4 Energy Models in Visual Odometry

In this section we review three geodesic models and one photometric energy model, widely chosen in the literature.

4.1 Epipolar Alignment

Given an image point (xy) in the current frame and \((\mathbf{R}, \mathbf{t})\) for the motion of the camera, the corresponding epipolar line can be obtained in the next frame identifying the search domain for the corresponding image point \((x', y')\). Such a 2D-to-2D point correspondence \((x, y) \leftrightarrow (x', y')\) is useful for evaluating the correctness of a motion hypothesis.

Let \(({\hat{\mathbf{R}}}, {\hat{\mathbf{t}}})\) be a hypothesis, and \((x, y) \leftrightarrow (x', y')\) be the projections of a static scene point. The back-projected rays through these image points have to be co-planar, leading to the well-known epipolar constraint

$$\begin{aligned} \mathbf{x}'^\top \mathbf{K}^{-\top } {[\hat{\mathbf{t}}]}_{\times } \hat{\mathbf{R}} \mathbf{K}^{-1} \mathbf{x} = 0 \end{aligned}$$
(9)

where \({[\hat{\mathbf{t}}]}_{\times }\) is the skew-symmetric matrix form of vector \(\mathbf t\), \(\mathbf K\) is the camera matrix, and \(\mathbf{x} = \left( x, y, 1\right) ^\top \) are homogeneous coordinates of an image point in vector form.

In practice, the equality of Eq. (9) never holds, as a result of numerical computations, errors in correspondences, and the inaccuracy of the motion hypothesis.

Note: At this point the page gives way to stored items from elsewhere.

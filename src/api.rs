//! HTTP surface for ragsearch.
//!
//! This module exposes a compact Axum router:
//!
//! - `POST /index/document` – Queue a batch of documents for chunking, embedding and indexing.
//!   Returns `202 Accepted` as soon as the batch is queued.
//! - `POST /search/semantic` – Hybrid search with the embedded query.
//! - `POST /search/conversational` – Keyword-reduced hybrid search followed by a grounded summary.
//! - `POST /search/similar` – Records nearest to an already indexed record.
//! - `GET /metrics` – Indexing and query counters.
//! - `GET /commands` – Machine-readable command catalog for quick discovery by tools/hosts.
//!
//! Failures are rendered as `{"error": {"code", "message"}}`.

use crate::index::{RecordId, SearchResult};
use crate::logging::render_error_chain;
use crate::metrics::MetricsSnapshot;
use crate::processing::{
    ConversationalResult, Document, EnqueueError, IndexingQueue, SearchApi, SearchRequest,
    ServiceError, SimilarityRequest,
};
use axum::{
    Json, Router,
    extract::State,
    http::StatusCode,
    response::{IntoResponse, Response},
    routing::{get, post},
};
use serde::{Deserialize, Serialize};
use serde_json::json;
use std::sync::Arc;

/// Bounds applied to the `limit` of every search request.
#[derive(Debug, Clone, Copy, PartialEq, Eq)]
pub struct SearchLimits {
    /// Limit used when the request omits one.
    pub default_limit: usize,
    /// Largest accepted limit (inclusive).
    pub max_limit: usize,
}

/// State shared by every handler.
struct AppState<S: ?Sized> {
    service: Arc<S>,
    queue: IndexingQueue,
    limits: SearchLimits,
}

impl<S: ?Sized> Clone for AppState<S> {
    fn clone(&self) -> Self {
        Self {
            service: self.service.clone(),
            queue: self.queue.clone(),
            limits: self.limits,
        }
    }
}

/// Build the HTTP router over `service`, feeding ingestion batches into `queue`.
pub fn create_router<S>(service: Arc<S>, queue: IndexingQueue, limits: SearchLimits) -> Router
where
    S: SearchApi + ?Sized + 'static,
{
    Router::new()
        .route("/index/document", post(index_documents::<S>))
        .route("/search/semantic", post(semantic_search::<S>))
        .route("/search/conversational", post(conversational_search::<S>))
        .route("/search/similar", post(similar_search::<S>))
        .route("/metrics", get(get_metrics::<S>))
        .route("/commands", get(get_commands))
        .with_state(AppState {
            service,
            queue,
            limits,
        })
}

/// Body of the search routes.
#[derive(Deserialize)]
struct SearchBody {
    query: String,
    #[serde(default)]
    limit: Option<usize>,
}

/// Body of `POST /search/similar`.
#[derive(Deserialize)]
struct SimilarBody {
    id: RecordId,
    #[serde(default)]
    limit: Option<usize>,
}

#[derive(Serialize)]
struct AcceptedResponse {
    status: &'static str,
}

impl SearchLimits {
    fn resolve(&self, requested: Option<usize>) -> Result<usize, AppError> {
        let limit = requested.unwrap_or(self.default_limit);
        if limit == 0 || limit > self.max_limit {
            return Err(AppError::Validation(format!(
                "limit must be between 1 and {}",
                self.max_limit
            )));
        }
        Ok(limit)
    }
}

impl SearchBody {
    fn into_request(self, limits: &SearchLimits) -> Result<SearchRequest, AppError> {
        if self.query.trim().is_empty() {
            return Err(AppError::Validation("query must not be empty".into()));
        }
        Ok(SearchRequest {
            query: self.query,
            limit: limits.resolve(self.limit)?,
        })
    }
}

/// Queue documents for background indexing.
///
/// The caller learns about acceptance only; indexing failures are logged by the worker.
async fn index_documents<S>(
    State(state): State<AppState<S>>,
    Json(documents): Json<Vec<Document>>,
) -> Result<(StatusCode, Json<AcceptedResponse>), AppError>
where
    S: SearchApi + ?Sized,
{
    let count = documents.len();
    state.queue.enqueue(documents)?;
    tracing::info!(documents = count, "Indexing batch accepted");
    Ok((
        StatusCode::ACCEPTED,
        Json(AcceptedResponse { status: "success" }),
    ))
}

async fn semantic_search<S>(
    State(state): State<AppState<S>>,
    Json(body): Json<SearchBody>,
) -> Result<Json<SearchResult>, AppError>
where
    S: SearchApi + ?Sized,
{
    let request = body.into_request(&state.limits)?;
    Ok(Json(state.service.semantic_search(request).await?))
}

async fn conversational_search<S>(
    State(state): State<AppState<S>>,
    Json(body): Json<SearchBody>,
) -> Result<Json<ConversationalResult>, AppError>
where
    S: SearchApi + ?Sized,
{
    let request = body.into_request(&state.limits)?;
    Ok(Json(state.service.conversational_search(request).await?))
}

async fn similar_search<S>(
    State(state): State<AppState<S>>,
    Json(body): Json<SimilarBody>,
) -> Result<Json<SearchResult>, AppError>
where
    S: SearchApi + ?Sized,
{
    let request = SimilarityRequest {
        id: body.id,
        limit: state.limits.resolve(body.limit)?,
    };
    Ok(Json(state.service.similar_search(request).await?))
}

/// Return indexing and query counters.
async fn get_metrics<S>(State(state): State<AppState<S>>) -> Json<MetricsSnapshot>
where
    S: SearchApi + ?Sized,
{
    Json(state.service.metrics_snapshot())
}

/// Descriptor for a single command in the discovery catalog.
#[derive(Serialize)]
struct CommandDescriptor {
    name: &'static str,
    method: &'static str,
    path: &'static str,
    description: &'static str,
    #[serde(skip_serializing_if = "Option::is_none")]
    request_example: Option<serde_json::Value>,
}

/// Response body for `GET /commands`.
#[derive(Serialize)]
struct CommandsResponse {
    commands: Vec<CommandDescriptor>,
}

/// Enumerate supported HTTP commands for discovery/UX in hosts and tools.
async fn get_commands() -> Json<CommandsResponse> {
    Json(CommandsResponse {
        commands: vec![
            CommandDescriptor {
                name: "index_documents",
                method: "POST",
                path: "/index/document",
                description: "Queue documents to chunk, embed and write to the hybrid index. Responds 202 once queued.",
                request_example: Some(json!([
                    { "id": "1", "body": "Document contents", "url": "https://example.org/doc" }
                ])),
            },
            CommandDescriptor {
                name: "semantic_search",
                method: "POST",
                path: "/search/semantic",
                description: "Hybrid lexical and vector search for the query text.",
                request_example: Some(json!({ "query": "What is AI?", "limit": 5 })),
            },
            CommandDescriptor {
                name: "conversational_search",
                method: "POST",
                path: "/search/conversational",
                description: "Answer a question from indexed documents. Response returns { \"summary\": string, \"sources\": [hit] }.",
                request_example: Some(json!({ "query": "What is AI?", "limit": 5 })),
            },
            CommandDescriptor {
                name: "similar_search",
                method: "POST",
                path: "/search/similar",
                description: "Find records similar to an indexed record id such as \"<document id>::<chunk>\".",
                request_example: Some(json!({ "id": "1::0", "limit": 3 })),
            },
            CommandDescriptor {
                name: "metrics",
                method: "GET",
                path: "/metrics",
                description: "Return indexing and query counters useful for observability dashboards.",
                request_example: None,
            },
        ],
    })
}

/// Errors rendered by the HTTP layer.
#[derive(Debug)]
enum AppError {
    Service(ServiceError),
    Validation(String),
    QueueFull,
    Internal(String),
}

impl AppError {
    fn parts(&self) -> (StatusCode, &'static str, String) {
        match self {
            Self::Service(error) => (
                StatusCode::INTERNAL_SERVER_ERROR,
                error.code(),
                error.message().to_string(),
            ),
            Self::Validation(message) => (
                StatusCode::UNPROCESSABLE_ENTITY,
                "validation_error",
                message.clone(),
            ),
            Self::QueueFull => (
                StatusCode::SERVICE_UNAVAILABLE,
                "indexing_queue_full",
                "Indexing queue is full; retry later.".into(),
            ),
            Self::Internal(message) => (
                StatusCode::INTERNAL_SERVER_ERROR,
                "internal_error",
                message.clone(),
            ),
        }
    }
}

impl IntoResponse for AppError {
    fn into_response(self) -> Response {
        let (status, code, message) = self.parts();
        match &self {
            Self::Service(error) => {
                tracing::error!(code, error = %render_error_chain(error), "Request failed");
            }
            Self::Internal(_) => tracing::error!(code, detail = %message, "Request failed"),
            Self::Validation(_) | Self::QueueFull => {
                tracing::debug!(code, detail = %message, "Request rejected");
            }
        }
        let body = json!({ "error": { "code": code, "message": message } });
        (status, Json(body)).into_response()
    }
}

impl From<ServiceError> for AppError {
    fn from(inner: ServiceError) -> Self {
        Self::Service(inner)
    }
}

impl From<EnqueueError> for AppError {
    fn from(inner: EnqueueError) -> Self {
        match inner {
            EnqueueError::Full => Self::QueueFull,
            EnqueueError::Closed => Self::Internal(inner.to_string()),
        }
    }
}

For the last factor, from a set of correspondences \(\mathbf{x}_i \leftrightarrow \mathbf{x}'_i\) one may obtain the residual terms

$$\begin{aligned} {\varphi _i}(\mathbf{x}_i, \mathbf{x}'_i; \hat{\mathbf{\xi }}) = \mathbf{x}_i'^\top \hat{\mathbf{F}} \mathbf{x}_i \end{aligned}$$
(10)

where \({\hat{\mathbf{F}}} = \mathbf{K}^{-\top } {[\hat{\mathbf{t}}]}_{\times } \hat{\mathbf{R}} \mathbf{K}^{-1}\) is the fundamental matrix encoding the given epipolar geometry, and \(({\hat{\mathbf{R}}}, {\hat{\mathbf{t}}})\) is the motion hypothesis converted from \(\hat{\mathbf{\xi }}\).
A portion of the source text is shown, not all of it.